И снова шли куда глаза глядят, говорили, сидели на скамейках, как в юности, тыкались в двери кафе, но не заходили — им было достаточно друг друга. А вот в церковь православную зашли, просто так, из любопытства, и в костел, на собрание каких-то адвентистов (на двери висела записка, что методисты собираются днем позже, совсем уж им это странным показалось — методисты), а слушали службу на эстонском языке, где понятно было только одно словосочетание, все время повторявшееся: «Езус Кристус».

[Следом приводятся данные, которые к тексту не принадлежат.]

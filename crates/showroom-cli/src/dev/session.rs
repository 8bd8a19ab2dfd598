//! Editor sessions.
//!
//! Every standalone editor opened against the dev server gets a session: a
//! [`CompilationQuery`] over its own [`CompilationStore`] and the
//! [`PreviewFrame`] model of its preview. The browser forwards edits and frame
//! messages; debouncing, latest-wins, seed lookups and boundary resets happen
//! here. Live results are dropped with their session, and at most
//! [`MAX_SESSIONS`] sessions are kept, least recently used first out.

use parking_lot::Mutex;
use serde::Serialize;
use showroom_compiler::{CompileFailure, CompileRequest, CompileResult, CompileSuccess};
use showroom_runtime::{
    Boundary, COMPILATION_ERROR_MESSAGE, CompilationQuery, CompilationStore, FrameMessage,
    PreviewFrame, RunCommand,
};
use std::collections::HashMap;
use std::sync::Arc;
use std::sync::atomic::{AtomicU64, Ordering};
use std::time::Duration;
use tracing::debug;

/// Open editor sessions kept before the least recently used is closed.
pub const MAX_SESSIONS: usize = 32;

/// Answer to an edit: the compile result and, when the preview must re-run,
/// the command to post to the frame.
#[derive(Debug, Clone, Serialize)]
#[serde(rename_all = "camelCase")]
pub struct EditOutcome {
    pub result: CompileResult,
    pub run: Option<RunCommand>,
}

/// What the editor shows around its preview.
#[derive(Debug, Clone, PartialEq, Eq, Serialize)]
#[serde(rename_all = "camelCase")]
pub struct FrameView {
    /// `idle`, `running`, `mounted` or `errored`
    pub status: &'static str,
    pub error: Option<String>,
    pub console: String,
    pub text_output: bool,
}

impl FrameView {
    fn of(frame: &PreviewFrame) -> Self {
        let (status, error) = match frame.boundary() {
            Boundary::Idle => ("idle", None),
            Boundary::Running => ("running", None),
            Boundary::Mounted => ("mounted", None),
            Boundary::Errored { message } => ("errored", Some(message.clone())),
        };
        Self {
            status,
            error,
            console: frame.output(),
            text_output: frame.is_text_output(),
        }
    }
}

/// One open editor.
pub struct EditorSession {
    hash: String,
    query: CompilationQuery,
    frame: Mutex<PreviewFrame>,
    last_used: AtomicU64,
}

impl EditorSession {
    /// Start with the precompiled example loaded in both the query and the
    /// frame model, matching what the page renders initially.
    fn open(
        hash: &str,
        store: Arc<CompilationStore>,
        debounce: Duration,
        source: &str,
        original: &CompileSuccess,
    ) -> Self {
        let query = CompilationQuery::spawn(store, debounce);
        query.set_source(source, original.lang);
        let mut frame = PreviewFrame::new();
        frame.load(original);
        Self {
            hash: hash.to_string(),
            query,
            frame: Mutex::new(frame),
            last_used: AtomicU64::new(0),
        }
    }

    /// Example this session edits.
    pub fn hash(&self) -> &str {
        &self.hash
    }

    /// Apply an edit and wait for its outcome.
    ///
    /// Returns `None` when a newer edit of this session supersedes it.
    pub async fn edit(&self, request: CompileRequest) -> Option<EditOutcome> {
        let generation = self.query.set_source(request.source, request.lang);
        let state = self.query.settled(generation).await?;

        let result = match state.data {
            Some(result) if !state.is_error => result.with_message_id(request.message_id),
            _ => CompileResult::Error(CompileFailure {
                error: state
                    .error
                    .unwrap_or_else(|| COMPILATION_ERROR_MESSAGE.to_string()),
                message_id: request.message_id,
                meta: None,
            }),
        };
        let run = match &result {
            CompileResult::Success(success) => self.frame.lock().load(success),
            CompileResult::Error(_) => None,
        };
        Some(EditOutcome { result, run })
    }

    /// Apply a message relayed by the preview frame.
    pub fn frame_message(&self, message: FrameMessage) -> FrameView {
        let mut frame = self.frame.lock();
        frame.handle(message);
        FrameView::of(&frame)
    }
}

/// Open editor sessions by id.
pub struct SessionRegistry {
    sessions: Mutex<HashMap<String, Arc<EditorSession>>>,
    capacity: usize,
    next_id: AtomicU64,
    clock: AtomicU64,
}

impl Default for SessionRegistry {
    fn default() -> Self {
        Self::new(MAX_SESSIONS)
    }
}

impl SessionRegistry {
    pub fn new(capacity: usize) -> Self {
        Self {
            sessions: Mutex::new(HashMap::new()),
            capacity: capacity.max(1),
            next_id: AtomicU64::new(0),
            clock: AtomicU64::new(0),
        }
    }

    /// Open a session for example `hash` and return its id.
    ///
    /// Must be called from within a Tokio runtime.
    pub fn open(
        &self,
        hash: &str,
        store: Arc<CompilationStore>,
        debounce: Duration,
        source: &str,
        original: &CompileSuccess,
    ) -> String {
        let id = format!("{}-{}", hash, self.next_id.fetch_add(1, Ordering::Relaxed) + 1);
        let session = EditorSession::open(hash, store, debounce, source, original);
        session.last_used.store(self.tick(), Ordering::Relaxed);

        let mut sessions = self.sessions.lock();
        while sessions.len() >= self.capacity {
            let oldest = sessions
                .iter()
                .min_by_key(|(_, session)| session.last_used.load(Ordering::Relaxed))
                .map(|(id, _)| id.clone());
            match oldest {
                Some(oldest) => {
                    debug!(session = %oldest, "closing least recently used editor session");
                    sessions.remove(&oldest);
                }
                None => break,
            }
        }
        sessions.insert(id.clone(), Arc::new(session));
        id
    }

    /// Look up a session and mark it used.
    pub fn get(&self, id: &str) -> Option<Arc<EditorSession>> {
        let session = self.sessions.lock().get(id).cloned()?;
        session.last_used.store(self.tick(), Ordering::Relaxed);
        Some(session)
    }

    pub fn len(&self) -> usize {
        self.sessions.lock().len()
    }

    pub fn is_empty(&self) -> bool {
        self.sessions.lock().is_empty()
    }

    fn tick(&self) -> u64 {
        self.clock.fetch_add(1, Ordering::Relaxed) + 1
    }
}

Тут она поняла, что старик уже ничего не говорит — так хорошо думалось под его нехитрые речи, — и это вернуло ее сюда, к попутчикам. Оказалось, что на маленькой станции села эстонская семья: муж, жена и двое детей, все будто вязаные, шерстяные — такое от них было впечатление. Муж и жена обменивались словами непонятного ей языка и иногда что-то говорили детям — мальчику лет десяти и маленькой девочке. Больше всего Марину умилило, как бойко тараторит по-эстонски девочка. Она понимала, что это глупо, но не могла не удивляться тому, как складно, с какой легкостью говорит на таком непонятном языке совсем крохотная девчушка.

Отец что-то сказал дочери, та замотала головой, посмотрела лукаво на отца, мать, Марину и засмеялась, но как-то по-эстонски — так представилось Марине, и Марина не могла удержаться и тоже счастливо засмеялась вслед за девочкой.

Вот тогда и случилось. Она, увлеченная девочкой, не сразу поняла, что вот сейчас-то и случилось, пропустила момент, когда вошел он. Откуда он взялся? Ведь последняя остановка была минут пятнадцать назад. И не разглядела, ни кто вошел, ни лица, ни глаз его, и поэтому, когда повернулась к нему, уже сидевшему, в первое мгновение даже чуть не вскрикнула, ошеломленная.

Незнакомец сидел на краю скамьи, около прохода, строго против нее. Как она-то очутилась с краю, оттесненная семейством, — не помнила. Скорее всего сама уступила место девочке, пожелавшей сидеть у окна, хотя там, за окном, уже ничего не было видно, кроме мелькания луны и станционных фонарей.

Это был он, тот, ради кого она, не признаваясь даже самой себе, собственно и затеяла эту поездку, хотя считалось, что она едет навестить лучшую подругу, отвлечься, отдохнуть, сделать покупки в Таллинне — причин дома, мужу, называлось много, но причина была одна — эта. Именно ради этого момента было все ее путешествие, а может быть — она чуть не задохнулась от подступившего вдруг комом к горлу волнения — вся ее предшествующая жизнь.

По его изменившемуся за то время, пока она смотрела, — со спокойного на готовный, трепетный — взгляду она поняла, что не сумела скрыть своего ошеломления и, хотя тут же перевела взгляд на девочку, уже знала, что и он понял про нее все — конечно, не все про ее жизнь, но самое важное, то, что он для нее тот, ради кого…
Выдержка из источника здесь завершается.